» **What is required**
Using the data below, copy every line that contains the word "Administrator".

Records provided below:

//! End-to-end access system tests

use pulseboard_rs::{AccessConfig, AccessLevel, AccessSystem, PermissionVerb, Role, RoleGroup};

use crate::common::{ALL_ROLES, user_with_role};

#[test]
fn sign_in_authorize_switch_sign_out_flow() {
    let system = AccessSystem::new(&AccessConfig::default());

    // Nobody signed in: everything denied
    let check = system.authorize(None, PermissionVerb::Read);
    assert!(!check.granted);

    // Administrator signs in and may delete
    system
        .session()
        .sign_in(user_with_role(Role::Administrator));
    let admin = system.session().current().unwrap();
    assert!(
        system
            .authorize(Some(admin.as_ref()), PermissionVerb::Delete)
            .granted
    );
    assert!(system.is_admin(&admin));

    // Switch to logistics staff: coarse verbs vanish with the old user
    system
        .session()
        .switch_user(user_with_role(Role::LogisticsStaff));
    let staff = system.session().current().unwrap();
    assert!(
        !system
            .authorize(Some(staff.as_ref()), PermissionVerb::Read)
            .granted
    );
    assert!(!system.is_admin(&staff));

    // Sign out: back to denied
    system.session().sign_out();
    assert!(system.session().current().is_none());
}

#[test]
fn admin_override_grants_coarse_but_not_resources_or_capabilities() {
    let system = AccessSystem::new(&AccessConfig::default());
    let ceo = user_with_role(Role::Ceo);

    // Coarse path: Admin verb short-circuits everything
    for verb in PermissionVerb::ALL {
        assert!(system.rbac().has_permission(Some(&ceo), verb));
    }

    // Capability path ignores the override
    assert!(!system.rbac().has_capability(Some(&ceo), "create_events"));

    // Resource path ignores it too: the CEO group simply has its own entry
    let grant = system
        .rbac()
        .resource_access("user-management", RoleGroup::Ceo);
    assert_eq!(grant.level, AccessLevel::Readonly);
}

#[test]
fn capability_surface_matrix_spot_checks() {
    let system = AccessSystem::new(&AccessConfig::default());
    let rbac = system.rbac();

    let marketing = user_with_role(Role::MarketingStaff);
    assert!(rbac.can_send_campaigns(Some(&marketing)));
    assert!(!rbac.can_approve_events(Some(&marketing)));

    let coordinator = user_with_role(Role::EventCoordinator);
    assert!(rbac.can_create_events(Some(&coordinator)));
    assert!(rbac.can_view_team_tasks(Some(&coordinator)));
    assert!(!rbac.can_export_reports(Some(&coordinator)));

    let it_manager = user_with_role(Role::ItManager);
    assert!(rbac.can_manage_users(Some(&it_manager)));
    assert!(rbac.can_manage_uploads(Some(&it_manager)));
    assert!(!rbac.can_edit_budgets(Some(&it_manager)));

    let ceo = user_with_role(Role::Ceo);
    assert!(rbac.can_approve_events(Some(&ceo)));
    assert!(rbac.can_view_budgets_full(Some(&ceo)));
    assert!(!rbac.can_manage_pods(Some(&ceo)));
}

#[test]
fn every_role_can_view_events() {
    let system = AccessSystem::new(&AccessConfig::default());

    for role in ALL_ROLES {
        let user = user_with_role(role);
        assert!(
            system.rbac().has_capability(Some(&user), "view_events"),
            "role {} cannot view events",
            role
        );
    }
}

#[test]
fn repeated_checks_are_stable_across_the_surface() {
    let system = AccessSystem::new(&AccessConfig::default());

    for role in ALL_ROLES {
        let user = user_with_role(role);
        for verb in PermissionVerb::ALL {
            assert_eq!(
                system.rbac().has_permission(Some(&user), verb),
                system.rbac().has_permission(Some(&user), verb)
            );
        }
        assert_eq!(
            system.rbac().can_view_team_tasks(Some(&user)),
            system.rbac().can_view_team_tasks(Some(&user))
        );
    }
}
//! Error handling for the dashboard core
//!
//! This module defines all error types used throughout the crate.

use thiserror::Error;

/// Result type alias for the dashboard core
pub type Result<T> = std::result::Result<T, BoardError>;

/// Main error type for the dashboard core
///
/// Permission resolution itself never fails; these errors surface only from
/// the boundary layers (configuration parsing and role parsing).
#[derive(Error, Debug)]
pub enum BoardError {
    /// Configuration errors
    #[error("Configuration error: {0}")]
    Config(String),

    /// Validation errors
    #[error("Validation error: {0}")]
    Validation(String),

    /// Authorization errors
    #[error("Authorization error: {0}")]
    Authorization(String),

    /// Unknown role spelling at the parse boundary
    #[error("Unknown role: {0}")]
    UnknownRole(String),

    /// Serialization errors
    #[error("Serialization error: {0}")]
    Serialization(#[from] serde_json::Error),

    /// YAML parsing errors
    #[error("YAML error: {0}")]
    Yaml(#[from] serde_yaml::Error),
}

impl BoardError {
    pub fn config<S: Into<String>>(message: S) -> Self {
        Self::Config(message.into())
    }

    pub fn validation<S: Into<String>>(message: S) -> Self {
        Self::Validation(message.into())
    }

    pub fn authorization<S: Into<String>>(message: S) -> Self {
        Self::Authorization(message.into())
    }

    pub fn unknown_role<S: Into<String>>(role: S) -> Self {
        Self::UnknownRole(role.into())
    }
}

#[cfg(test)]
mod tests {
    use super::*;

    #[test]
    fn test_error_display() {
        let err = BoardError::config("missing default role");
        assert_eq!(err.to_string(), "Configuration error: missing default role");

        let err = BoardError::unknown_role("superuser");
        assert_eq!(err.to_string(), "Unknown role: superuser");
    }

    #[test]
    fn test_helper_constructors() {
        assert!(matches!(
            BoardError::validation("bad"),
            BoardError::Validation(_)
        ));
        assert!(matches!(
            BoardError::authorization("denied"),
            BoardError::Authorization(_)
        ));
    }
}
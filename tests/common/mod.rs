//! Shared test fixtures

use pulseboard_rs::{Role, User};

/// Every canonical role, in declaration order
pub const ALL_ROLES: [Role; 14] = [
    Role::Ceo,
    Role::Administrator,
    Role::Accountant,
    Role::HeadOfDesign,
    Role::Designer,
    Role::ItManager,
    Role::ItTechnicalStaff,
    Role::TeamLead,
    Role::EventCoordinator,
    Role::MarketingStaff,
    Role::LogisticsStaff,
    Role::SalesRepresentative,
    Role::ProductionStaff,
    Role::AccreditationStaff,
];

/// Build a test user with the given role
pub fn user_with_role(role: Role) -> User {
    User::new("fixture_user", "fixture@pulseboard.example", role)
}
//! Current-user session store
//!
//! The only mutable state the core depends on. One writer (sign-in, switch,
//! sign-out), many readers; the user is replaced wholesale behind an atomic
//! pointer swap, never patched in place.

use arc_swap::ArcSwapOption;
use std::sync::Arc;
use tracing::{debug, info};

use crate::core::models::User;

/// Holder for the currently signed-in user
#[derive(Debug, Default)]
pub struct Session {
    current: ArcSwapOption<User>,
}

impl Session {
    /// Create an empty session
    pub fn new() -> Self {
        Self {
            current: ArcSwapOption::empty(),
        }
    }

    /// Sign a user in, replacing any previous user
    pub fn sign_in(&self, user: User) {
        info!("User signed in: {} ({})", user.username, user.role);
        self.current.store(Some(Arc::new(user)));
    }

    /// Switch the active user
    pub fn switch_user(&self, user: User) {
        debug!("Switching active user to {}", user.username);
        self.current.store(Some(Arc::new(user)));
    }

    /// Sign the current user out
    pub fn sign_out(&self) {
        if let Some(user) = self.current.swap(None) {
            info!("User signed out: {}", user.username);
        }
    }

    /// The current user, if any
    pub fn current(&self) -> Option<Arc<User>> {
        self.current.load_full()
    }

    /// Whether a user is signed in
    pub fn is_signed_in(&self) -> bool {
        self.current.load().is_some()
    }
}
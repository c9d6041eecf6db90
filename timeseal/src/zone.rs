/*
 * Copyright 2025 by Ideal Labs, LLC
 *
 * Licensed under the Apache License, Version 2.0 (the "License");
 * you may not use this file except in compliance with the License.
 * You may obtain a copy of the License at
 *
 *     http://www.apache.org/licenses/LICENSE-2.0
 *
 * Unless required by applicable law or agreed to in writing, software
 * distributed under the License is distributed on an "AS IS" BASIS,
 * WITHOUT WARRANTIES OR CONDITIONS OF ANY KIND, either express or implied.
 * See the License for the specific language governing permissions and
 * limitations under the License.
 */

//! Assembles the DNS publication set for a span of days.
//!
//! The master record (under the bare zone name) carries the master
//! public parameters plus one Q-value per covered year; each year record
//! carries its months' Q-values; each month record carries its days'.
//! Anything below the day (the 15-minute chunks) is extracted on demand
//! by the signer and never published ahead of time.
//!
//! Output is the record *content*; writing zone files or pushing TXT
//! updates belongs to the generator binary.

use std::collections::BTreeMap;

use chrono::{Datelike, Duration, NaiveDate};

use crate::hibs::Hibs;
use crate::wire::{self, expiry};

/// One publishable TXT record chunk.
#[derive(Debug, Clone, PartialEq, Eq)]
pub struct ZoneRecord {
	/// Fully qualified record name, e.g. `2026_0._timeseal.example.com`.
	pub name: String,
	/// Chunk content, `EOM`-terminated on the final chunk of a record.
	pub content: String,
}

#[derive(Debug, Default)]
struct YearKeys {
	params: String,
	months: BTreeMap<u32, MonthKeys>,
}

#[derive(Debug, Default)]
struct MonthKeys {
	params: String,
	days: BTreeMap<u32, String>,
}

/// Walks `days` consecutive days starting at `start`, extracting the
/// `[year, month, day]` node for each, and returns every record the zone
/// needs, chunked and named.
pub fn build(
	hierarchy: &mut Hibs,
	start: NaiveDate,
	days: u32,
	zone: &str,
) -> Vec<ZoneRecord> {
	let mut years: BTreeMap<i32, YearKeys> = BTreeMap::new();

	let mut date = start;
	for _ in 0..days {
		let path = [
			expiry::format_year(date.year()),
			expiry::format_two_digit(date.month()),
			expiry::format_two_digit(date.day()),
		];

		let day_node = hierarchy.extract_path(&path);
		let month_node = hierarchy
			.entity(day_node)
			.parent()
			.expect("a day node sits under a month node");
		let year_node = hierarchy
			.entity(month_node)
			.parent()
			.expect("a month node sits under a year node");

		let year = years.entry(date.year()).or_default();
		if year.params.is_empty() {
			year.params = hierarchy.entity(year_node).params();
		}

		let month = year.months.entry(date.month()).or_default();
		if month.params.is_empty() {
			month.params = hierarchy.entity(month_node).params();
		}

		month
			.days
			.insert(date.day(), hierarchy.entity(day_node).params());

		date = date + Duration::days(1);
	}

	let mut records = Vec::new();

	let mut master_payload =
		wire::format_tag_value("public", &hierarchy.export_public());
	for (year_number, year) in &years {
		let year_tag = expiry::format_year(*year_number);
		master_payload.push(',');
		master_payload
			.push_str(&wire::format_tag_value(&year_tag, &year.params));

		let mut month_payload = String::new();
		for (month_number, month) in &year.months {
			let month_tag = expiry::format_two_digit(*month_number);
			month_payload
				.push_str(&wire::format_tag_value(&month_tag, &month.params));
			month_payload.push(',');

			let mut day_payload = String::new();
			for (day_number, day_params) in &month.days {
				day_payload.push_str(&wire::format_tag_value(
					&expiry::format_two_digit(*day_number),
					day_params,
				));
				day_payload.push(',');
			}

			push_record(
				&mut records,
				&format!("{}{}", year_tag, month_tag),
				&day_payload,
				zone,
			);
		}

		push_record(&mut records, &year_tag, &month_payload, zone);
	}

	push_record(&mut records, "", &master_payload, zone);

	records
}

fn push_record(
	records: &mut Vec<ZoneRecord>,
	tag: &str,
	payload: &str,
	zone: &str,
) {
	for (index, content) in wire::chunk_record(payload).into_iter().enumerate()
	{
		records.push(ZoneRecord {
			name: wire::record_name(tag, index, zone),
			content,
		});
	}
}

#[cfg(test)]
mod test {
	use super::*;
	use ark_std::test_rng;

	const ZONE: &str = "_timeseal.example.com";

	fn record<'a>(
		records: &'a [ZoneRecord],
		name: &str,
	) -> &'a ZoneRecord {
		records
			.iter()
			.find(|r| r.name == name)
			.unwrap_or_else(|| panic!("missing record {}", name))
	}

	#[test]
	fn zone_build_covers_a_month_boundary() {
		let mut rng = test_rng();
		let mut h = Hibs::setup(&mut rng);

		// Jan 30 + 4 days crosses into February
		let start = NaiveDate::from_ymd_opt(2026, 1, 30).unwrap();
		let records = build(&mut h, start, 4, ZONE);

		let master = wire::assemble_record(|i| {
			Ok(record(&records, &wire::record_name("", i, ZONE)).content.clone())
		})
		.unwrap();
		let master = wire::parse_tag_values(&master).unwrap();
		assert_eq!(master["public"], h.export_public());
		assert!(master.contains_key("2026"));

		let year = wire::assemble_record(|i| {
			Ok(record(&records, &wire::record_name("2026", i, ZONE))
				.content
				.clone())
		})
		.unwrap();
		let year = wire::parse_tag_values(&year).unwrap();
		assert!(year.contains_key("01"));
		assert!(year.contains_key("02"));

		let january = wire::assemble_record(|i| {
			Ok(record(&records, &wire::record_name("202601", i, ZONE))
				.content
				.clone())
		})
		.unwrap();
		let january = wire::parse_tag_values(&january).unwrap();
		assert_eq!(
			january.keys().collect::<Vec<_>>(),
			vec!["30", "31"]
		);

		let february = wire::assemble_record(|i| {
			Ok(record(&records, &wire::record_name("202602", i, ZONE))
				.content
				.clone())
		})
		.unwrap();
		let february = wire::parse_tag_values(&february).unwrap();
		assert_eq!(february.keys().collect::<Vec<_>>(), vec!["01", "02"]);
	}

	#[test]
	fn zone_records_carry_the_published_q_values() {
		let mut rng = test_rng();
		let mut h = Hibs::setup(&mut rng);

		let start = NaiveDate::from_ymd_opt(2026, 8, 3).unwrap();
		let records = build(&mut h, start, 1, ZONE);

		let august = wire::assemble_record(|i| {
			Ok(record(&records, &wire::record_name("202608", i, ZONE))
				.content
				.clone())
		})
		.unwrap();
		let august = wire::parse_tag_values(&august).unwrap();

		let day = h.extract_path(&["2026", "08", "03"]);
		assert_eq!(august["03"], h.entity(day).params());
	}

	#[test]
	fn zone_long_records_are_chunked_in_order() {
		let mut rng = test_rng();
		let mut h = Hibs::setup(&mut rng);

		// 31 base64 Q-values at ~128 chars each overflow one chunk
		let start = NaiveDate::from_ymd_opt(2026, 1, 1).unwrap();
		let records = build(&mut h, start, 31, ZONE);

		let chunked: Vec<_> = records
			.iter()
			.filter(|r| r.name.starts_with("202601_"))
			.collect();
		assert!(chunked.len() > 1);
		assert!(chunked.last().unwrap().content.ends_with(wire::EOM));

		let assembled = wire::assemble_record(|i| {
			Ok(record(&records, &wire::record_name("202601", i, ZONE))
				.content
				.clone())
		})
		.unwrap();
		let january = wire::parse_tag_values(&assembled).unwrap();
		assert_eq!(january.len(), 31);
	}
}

End of Records provided.

» **Output of the exercise**
    // Administrator signs in and may delete
        .sign_in(user_with_role(Role::Administrator));
    Role::Administrator,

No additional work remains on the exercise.